**Task goal**
Using the data that follows, return exactly the lines from the one that contains "assert_eq!(&bytes[NONCE_OFFSET..], &42u32.to_le_bytes());" through the one that contains "pub fn write_u16(&mut", ends included.

(Saved entries)
[Start of Attachment]
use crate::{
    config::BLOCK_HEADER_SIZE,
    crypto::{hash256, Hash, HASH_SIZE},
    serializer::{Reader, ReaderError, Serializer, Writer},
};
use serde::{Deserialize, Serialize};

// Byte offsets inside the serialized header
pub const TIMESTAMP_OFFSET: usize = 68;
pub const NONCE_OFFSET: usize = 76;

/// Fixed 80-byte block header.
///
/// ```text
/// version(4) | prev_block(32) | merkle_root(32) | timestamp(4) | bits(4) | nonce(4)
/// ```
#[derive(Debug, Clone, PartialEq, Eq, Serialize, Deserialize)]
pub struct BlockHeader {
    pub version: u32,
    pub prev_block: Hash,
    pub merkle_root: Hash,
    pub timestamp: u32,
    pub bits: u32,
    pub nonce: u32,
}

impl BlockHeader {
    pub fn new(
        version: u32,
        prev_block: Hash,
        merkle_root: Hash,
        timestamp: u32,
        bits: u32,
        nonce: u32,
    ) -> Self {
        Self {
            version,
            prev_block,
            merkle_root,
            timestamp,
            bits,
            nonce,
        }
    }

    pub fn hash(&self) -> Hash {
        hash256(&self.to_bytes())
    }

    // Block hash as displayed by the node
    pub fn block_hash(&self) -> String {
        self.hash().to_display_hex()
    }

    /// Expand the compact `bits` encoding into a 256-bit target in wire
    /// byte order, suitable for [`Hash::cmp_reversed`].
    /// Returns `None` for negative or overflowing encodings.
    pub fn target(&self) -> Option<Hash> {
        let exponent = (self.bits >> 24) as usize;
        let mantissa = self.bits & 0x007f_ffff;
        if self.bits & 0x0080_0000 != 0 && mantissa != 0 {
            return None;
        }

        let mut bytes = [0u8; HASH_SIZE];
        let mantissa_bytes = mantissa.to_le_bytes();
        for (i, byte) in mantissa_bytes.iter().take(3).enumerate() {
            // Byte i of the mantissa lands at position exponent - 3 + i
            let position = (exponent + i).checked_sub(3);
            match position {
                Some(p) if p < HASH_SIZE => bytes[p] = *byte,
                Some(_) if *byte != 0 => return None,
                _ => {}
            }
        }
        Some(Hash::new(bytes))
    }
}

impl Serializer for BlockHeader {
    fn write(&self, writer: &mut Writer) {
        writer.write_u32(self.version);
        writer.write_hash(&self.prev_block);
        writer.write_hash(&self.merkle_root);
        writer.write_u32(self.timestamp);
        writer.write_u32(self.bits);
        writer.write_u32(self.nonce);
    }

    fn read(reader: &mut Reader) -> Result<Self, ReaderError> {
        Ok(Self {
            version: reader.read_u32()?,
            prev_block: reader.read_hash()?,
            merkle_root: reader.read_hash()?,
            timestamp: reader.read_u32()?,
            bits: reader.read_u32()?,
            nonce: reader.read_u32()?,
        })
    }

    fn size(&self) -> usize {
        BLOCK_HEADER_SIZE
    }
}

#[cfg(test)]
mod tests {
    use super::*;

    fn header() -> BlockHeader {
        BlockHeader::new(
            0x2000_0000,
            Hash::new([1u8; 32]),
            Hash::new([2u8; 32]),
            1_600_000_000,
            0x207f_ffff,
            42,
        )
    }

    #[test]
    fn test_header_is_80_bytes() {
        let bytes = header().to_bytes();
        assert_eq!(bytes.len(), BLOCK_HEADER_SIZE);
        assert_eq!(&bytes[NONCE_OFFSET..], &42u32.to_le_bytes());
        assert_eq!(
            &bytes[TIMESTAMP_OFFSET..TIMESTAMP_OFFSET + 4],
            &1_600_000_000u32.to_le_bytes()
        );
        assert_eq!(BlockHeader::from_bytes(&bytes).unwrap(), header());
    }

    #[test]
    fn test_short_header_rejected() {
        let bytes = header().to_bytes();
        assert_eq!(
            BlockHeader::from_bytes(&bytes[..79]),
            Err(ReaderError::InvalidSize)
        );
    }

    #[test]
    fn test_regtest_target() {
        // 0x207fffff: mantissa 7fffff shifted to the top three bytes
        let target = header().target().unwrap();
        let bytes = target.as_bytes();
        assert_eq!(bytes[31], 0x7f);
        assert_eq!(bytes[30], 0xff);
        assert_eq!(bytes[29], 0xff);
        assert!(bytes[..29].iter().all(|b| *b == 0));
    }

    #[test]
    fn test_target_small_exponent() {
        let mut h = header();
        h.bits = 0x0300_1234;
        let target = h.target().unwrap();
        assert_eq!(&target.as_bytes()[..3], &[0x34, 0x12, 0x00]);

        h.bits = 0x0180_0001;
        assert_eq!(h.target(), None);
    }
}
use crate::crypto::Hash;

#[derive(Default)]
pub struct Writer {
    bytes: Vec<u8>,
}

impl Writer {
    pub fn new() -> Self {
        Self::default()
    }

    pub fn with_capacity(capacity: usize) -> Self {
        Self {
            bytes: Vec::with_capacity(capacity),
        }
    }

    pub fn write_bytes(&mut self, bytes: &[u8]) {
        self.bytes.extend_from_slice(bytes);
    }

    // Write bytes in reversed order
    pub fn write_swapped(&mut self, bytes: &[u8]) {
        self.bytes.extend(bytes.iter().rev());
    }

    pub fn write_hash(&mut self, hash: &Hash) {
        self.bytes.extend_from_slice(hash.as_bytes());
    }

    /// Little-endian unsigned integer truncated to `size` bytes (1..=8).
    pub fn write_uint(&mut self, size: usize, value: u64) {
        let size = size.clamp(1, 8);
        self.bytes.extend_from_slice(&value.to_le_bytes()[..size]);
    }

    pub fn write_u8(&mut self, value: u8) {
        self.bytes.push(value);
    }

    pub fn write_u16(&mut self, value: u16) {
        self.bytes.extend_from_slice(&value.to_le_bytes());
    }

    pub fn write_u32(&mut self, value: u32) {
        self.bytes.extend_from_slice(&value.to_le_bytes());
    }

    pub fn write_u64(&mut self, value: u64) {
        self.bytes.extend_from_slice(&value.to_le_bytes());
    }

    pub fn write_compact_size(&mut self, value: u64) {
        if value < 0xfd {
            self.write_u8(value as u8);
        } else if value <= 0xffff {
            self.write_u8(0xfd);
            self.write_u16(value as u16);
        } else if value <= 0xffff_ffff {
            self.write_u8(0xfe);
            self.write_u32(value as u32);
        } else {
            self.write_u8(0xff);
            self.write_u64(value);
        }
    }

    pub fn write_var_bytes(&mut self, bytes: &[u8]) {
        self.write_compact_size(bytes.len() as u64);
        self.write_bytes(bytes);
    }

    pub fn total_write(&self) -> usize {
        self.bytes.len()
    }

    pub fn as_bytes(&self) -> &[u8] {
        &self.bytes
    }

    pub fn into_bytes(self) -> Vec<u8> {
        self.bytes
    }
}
[End of Attachment]
[Start of Attachment]
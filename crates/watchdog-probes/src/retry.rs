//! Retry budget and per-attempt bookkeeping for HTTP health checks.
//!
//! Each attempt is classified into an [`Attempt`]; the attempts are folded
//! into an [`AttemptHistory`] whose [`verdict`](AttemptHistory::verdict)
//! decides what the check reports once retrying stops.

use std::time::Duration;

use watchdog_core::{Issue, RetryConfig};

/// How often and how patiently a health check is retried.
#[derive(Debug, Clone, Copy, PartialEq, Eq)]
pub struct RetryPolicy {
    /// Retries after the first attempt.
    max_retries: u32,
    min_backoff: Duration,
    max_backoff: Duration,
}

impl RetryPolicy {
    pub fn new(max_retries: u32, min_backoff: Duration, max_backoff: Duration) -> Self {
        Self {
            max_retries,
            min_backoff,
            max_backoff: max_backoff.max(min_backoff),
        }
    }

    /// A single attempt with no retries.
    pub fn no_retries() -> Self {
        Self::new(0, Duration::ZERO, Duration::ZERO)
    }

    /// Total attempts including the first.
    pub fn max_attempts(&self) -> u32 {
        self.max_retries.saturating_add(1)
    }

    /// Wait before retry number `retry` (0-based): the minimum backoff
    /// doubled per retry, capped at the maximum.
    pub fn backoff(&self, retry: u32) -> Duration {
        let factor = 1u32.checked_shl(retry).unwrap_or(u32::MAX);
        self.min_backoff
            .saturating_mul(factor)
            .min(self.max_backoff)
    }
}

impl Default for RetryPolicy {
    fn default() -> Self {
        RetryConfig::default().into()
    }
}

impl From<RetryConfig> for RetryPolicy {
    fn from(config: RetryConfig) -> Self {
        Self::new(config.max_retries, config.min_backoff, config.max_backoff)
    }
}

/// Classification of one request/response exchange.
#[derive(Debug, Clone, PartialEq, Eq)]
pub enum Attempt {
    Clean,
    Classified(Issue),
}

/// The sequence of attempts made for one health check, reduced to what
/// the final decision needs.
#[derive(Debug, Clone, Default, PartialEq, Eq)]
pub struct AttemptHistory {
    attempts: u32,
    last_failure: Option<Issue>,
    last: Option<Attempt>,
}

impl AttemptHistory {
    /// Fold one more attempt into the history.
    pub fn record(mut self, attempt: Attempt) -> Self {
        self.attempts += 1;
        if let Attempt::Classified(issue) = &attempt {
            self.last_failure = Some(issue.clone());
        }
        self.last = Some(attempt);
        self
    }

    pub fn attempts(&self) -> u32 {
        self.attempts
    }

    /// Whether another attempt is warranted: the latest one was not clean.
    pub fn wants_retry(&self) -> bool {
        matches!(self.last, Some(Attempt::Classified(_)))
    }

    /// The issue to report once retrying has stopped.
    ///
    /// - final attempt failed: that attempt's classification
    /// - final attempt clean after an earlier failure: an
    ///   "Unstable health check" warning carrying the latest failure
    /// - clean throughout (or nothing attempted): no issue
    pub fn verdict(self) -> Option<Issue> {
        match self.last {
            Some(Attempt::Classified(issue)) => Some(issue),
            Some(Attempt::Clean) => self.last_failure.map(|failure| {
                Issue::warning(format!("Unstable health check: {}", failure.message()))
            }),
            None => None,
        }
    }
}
[End of Attachment]
**Output for this exercise**
        assert_eq!(&bytes[NONCE_OFFSET..], &42u32.to_le_bytes());
        assert_eq!(
            &bytes[TIMESTAMP_OFFSET..TIMESTAMP_OFFSET + 4],
            &1_600_000_000u32.to_le_bytes()
        );
        assert_eq!(BlockHeader::from_bytes(&bytes).unwrap(), header());
    }

    #[test]
    fn test_short_header_rejected() {
        let bytes = header().to_bytes();
        assert_eq!(
            BlockHeader::from_bytes(&bytes[..79]),
            Err(ReaderError::InvalidSize)
        );
    }

    #[test]
    fn test_regtest_target() {
        // 0x207fffff: mantissa 7fffff shifted to the top three bytes
        let target = header().target().unwrap();
        let bytes = target.as_bytes();
        assert_eq!(bytes[31], 0x7f);
        assert_eq!(bytes[30], 0xff);
        assert_eq!(bytes[29], 0xff);
        assert!(bytes[..29].iter().all(|b| *b == 0));
    }

    #[test]
    fn test_target_small_exponent() {
        let mut h = header();
        h.bits = 0x0300_1234;
        let target = h.target().unwrap();
        assert_eq!(&target.as_bytes()[..3], &[0x34, 0x12, 0x00]);

        h.bits = 0x0180_0001;
        assert_eq!(h.target(), None);
    }
}
use crate::crypto::Hash;

#[derive(Default)]
pub struct Writer {
    bytes: Vec<u8>,
}

impl Writer {
    pub fn new() -> Self {
        Self::default()
    }

    pub fn with_capacity(capacity: usize) -> Self {
        Self {
            bytes: Vec::with_capacity(capacity),
        }
    }

    pub fn write_bytes(&mut self, bytes: &[u8]) {
        self.bytes.extend_from_slice(bytes);
    }

    // Write bytes in reversed order
    pub fn write_swapped(&mut self, bytes: &[u8]) {
        self.bytes.extend(bytes.iter().rev());
    }

    pub fn write_hash(&mut self, hash: &Hash) {
        self.bytes.extend_from_slice(hash.as_bytes());
    }

    /// Little-endian unsigned integer truncated to `size` bytes (1..=8).
    pub fn write_uint(&mut self, size: usize, value: u64) {
        let size = size.clamp(1, 8);
        self.bytes.extend_from_slice(&value.to_le_bytes()[..size]);
    }

    pub fn write_u8(&mut self, value: u8) {
        self.bytes.push(value);
    }

    pub fn write_u16(&mut self, value: u16) {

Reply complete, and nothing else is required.